Fundamentals of Electron Capture Dissociation
The free radical cascade.
In an experiment designed to attempt to sequence cyclic peptides using Electron Capture Dissociation (ECD), a large number of unexpected peaks showed up which could only arise from multiple cleavages along the peptide backbone. This observation apparently violated the energy rules since ECD only generates ~4-6 eV, which is insufficient to cleave more than one bond. After very difficult data analysis, it appeared that the fragments were being generated by multiple free radical cleavages – which led to the proposal of a new fragmentation mechanism, the free radical cascade.
These results are discussed here:
Leymarie, N.; Costello, C. E.; O’Connor, P. B. Electron capture dissociation initiates a free radical reaction cascade J. Am. Chem. Soc. 2003, 125, 8949-8958 Link.
It seemed likely that this free radical cascade mechanism would also apply to linear peptides. So a series of experiments was proposed which would test that hypothesis.
1. Deuterium labeling of alpha carbon positions in peptides should result in deuterium scrambling if there is a long-lived radical intermediate.
Result: deuterium scrambling was detected, even though the kinetic isotope effect would substantially reduce it. Furthermore, D-scrambling percentages under ECD conditions were 10-fold higher than under SORI-CAD conditions.
2. Radical intermediates might lave lifetimes sufficient to allow a double-resonance experiment to eject them prior to final dissociation and formation of the observed fragments, thus putting limits on the lifetimes of these intermediates.
Result: Double resonance showed that many of these long lived radical intermediates have millisecond lifetimes or more. This was shown on substance p, fibrinopeptide, some synthetic peptides, and ubiquitin.
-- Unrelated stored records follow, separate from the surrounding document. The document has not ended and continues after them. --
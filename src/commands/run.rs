//! `plan` and `apply`: reconcile the declared principals against a server.

use anyhow::{Context as AnyhowContext, Result, bail};
use reconcile::{ConnectionFactory, Mode, Reconciler, RunOptions, RunReport, Specification};
use sqlserver::TdsFactory;
use std::process::ExitCode;

use crate::Context;
use crate::cli::{ApplyArgs, SourceArgs};
use crate::config::Settings;
use crate::sources::{self, Loaded};
use crate::ui;

/// Show what apply would change.
pub fn plan(ctx: &Context, settings: &Settings, args: &SourceArgs) -> Result<ExitCode> {
    let loaded = load_sources(ctx, settings, &args.sources)?;
    if loaded.spec.is_empty() {
        return Ok(nothing_declared(ctx));
    }

    let factory = TdsFactory::new(settings.server.clone());
    let version = server_version(&factory, settings)?;
    let report = execute(ctx, &factory, settings.run_options(Mode::Check), &loaded.spec, &version)?;
    render(ctx, &report)?;
    Ok(exit_code(&report))
}

/// Plan, confirm, then apply.
pub fn apply(ctx: &Context, settings: &Settings, args: &ApplyArgs) -> Result<ExitCode> {
    if ctx.json && !args.yes && !args.check {
        bail!("--json needs --yes (or --check): there is no prompt in JSON mode");
    }

    let loaded = load_sources(ctx, settings, &args.source.sources)?;
    if loaded.spec.is_empty() {
        return Ok(nothing_declared(ctx));
    }

    let factory = TdsFactory::new(settings.server.clone());
    let version = server_version(&factory, settings)?;
    let planned = execute(ctx, &factory, settings.run_options(Mode::Check), &loaded.spec, &version)?;

    if args.check || !planned.changed {
        render(ctx, &planned)?;
        if !planned.changed && !ctx.quiet && !ctx.json {
            ui::success("Server already matches the declared logins");
        }
        return Ok(exit_code(&planned));
    }

    if !ctx.json {
        render(ctx, &planned)?;
        if !args.yes {
            println!();
            if !ui::confirm("Apply these changes?")? {
                ui::info("Aborted, nothing was changed");
                return Ok(ExitCode::SUCCESS);
            }
        }
    }

    let applied = execute(ctx, &factory, settings.run_options(Mode::Apply), &loaded.spec, &version)?;
    render(ctx, &applied)?;
    Ok(exit_code(&applied))
}

fn load_sources(ctx: &Context, settings: &Settings, sources: &[String]) -> Result<Loaded> {
    let loaded = sources::load(sources, settings.duplicate_policy())?;
    if !ctx.quiet && !ctx.json {
        for warning in &loaded.warnings {
            ui::warn(warning);
        }
        ui::info(&format!(
            "Loaded {} logins from {} files",
            loaded.spec.len(),
            loaded.file_count()
        ));
    }
    Ok(loaded)
}

fn nothing_declared(ctx: &Context) -> ExitCode {
    if !ctx.quiet && !ctx.json {
        ui::warn("No logins declared, nothing to do");
    }
    ExitCode::SUCCESS
}

fn server_version(factory: &dyn ConnectionFactory, settings: &Settings) -> Result<String> {
    let version = factory
        .server_version()
        .with_context(|| format!("Could not connect to {}", settings.server.address()))?;
    log::info!("connected to {}, version {version}", settings.server.address());
    Ok(version)
}

/// One reconciler pass with a progress bar.
pub fn execute(
    ctx: &Context,
    factory: &dyn ConnectionFactory,
    options: RunOptions,
    spec: &Specification,
    version: &str,
) -> Result<RunReport> {
    let check = options.mode.is_check();
    let label = if check { "planning" } else { "applying" };
    let progress = ui::LoginProgress::new(label, ctx.quiet || ctx.json);
    let result = Reconciler::new(factory, options)
        .with_progress(&progress)
        .run(spec, version);
    progress.finish();

    let report = result.with_context(|| {
        if check {
            "Plan aborted before any login was inspected"
        } else {
            "Apply aborted before any login was changed"
        }
    })?;
    Ok(report)
}

fn render(ctx: &Context, report: &RunReport) -> Result<()> {
    if ctx.json {
        println!("{}", serde_json::to_string_pretty(report)?);
        return Ok(());
    }
    if ctx.quiet {
        return Ok(());
    }
    ui::print_report(report, ctx.verbose > 0);
    ui::print_summary(&report.summary(), report.check_mode, report.execution_time);
    Ok(())
}

/// Failure when any login failed or recorded an error.
pub fn exit_code(report: &RunReport) -> ExitCode {
    if report.is_success() {
        ExitCode::SUCCESS
    } else {
        ExitCode::FAILURE
    }
}

#[cfg(test)]
mod tests {
    use super::*;
    use reconcile::{DuplicatePolicy, MemoryServer};

    const VERSION: &str = "15.0.2000.5";

    fn quiet() -> Context {
        Context {
            verbose: 0,
            quiet: true,
            json: false,
        }
    }

    fn spec(json: &str) -> Specification {
        let mut spec = Specification::new(DuplicatePolicy::LastWins);
        spec.add_json("logins.json", json).unwrap();
        spec
    }

    #[test]
    fn test_plan_then_apply_converges() {
        let server = MemoryServer::new(VERSION);
        server.add_database("sales");
        let spec = spec(
            r#"{"alice": {"password": "pw", "users": {"alice": {"databases": {"sales": {"roles": ["db_datareader"]}}}}}}"#,
        );

        let planned = execute(&quiet(), &server, RunOptions::check(), &spec, VERSION).unwrap();
        assert!(planned.changed);
        assert!(server.journal().is_empty());

        let applied = execute(
            &quiet(),
            &server,
            RunOptions::default().with_mode(Mode::Apply),
            &spec,
            VERSION,
        )
        .unwrap();
        assert_eq!(applied.changes["alice"].changes, planned.changes["alice"].changes);
        assert_eq!(server.user_roles("sales", "alice"), ["db_datareader"]);

        let again = execute(&quiet(), &server, RunOptions::check(), &spec, VERSION).unwrap();
        assert!(!again.changed);
        assert!(again.is_success());
    }

    #[test]
    fn test_unsupported_version_aborts_with_context() {
        let server = MemoryServer::new("9.0.5000");
        let spec = spec(r#"{"alice": {"password": "pw"}}"#);

        let err = execute(&quiet(), &server, RunOptions::check(), &spec, "9.0.5000").unwrap_err();
        assert!(format!("{err:#}").contains("before any login"));
        assert_eq!(server.probe_count(), 0);
    }

    #[test]
    fn test_failed_login_sets_failure_exit() {
        let server = MemoryServer::new(VERSION);
        server.fail_operation("create_login");
        let spec = spec(r#"{"alice": {"password": "pw"}}"#);

        let report = execute(
            &quiet(),
            &server,
            RunOptions::default().with_mode(Mode::Apply),
            &spec,
            VERSION,
        )
        .unwrap();
        assert!(!report.is_success());
        assert!(!report.changes["alice"].success);
    }
}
Ubiquitin 11+ showed very little depletion of the fragment ions, while Ubiquitin 7+ showed extesnive depletion indicating that the former is unfolded while the latter highly folded.
3. Addition of a radical trap moiety to a peptide should substantially change the fragmentation pattern by locking the radical in place and preventing the cascade.
Result: Use of a coumarin tag as a radical trap eliminated backbone fragmentation and changed the sidechain fragmentation substantially. Some evidence of formation of a pi-stack in the gas phase was observed.
Each of these experiments has been done and are currently in various stages of publication. #1 is in press with the Journal of the American Society for Mass Spectrometry.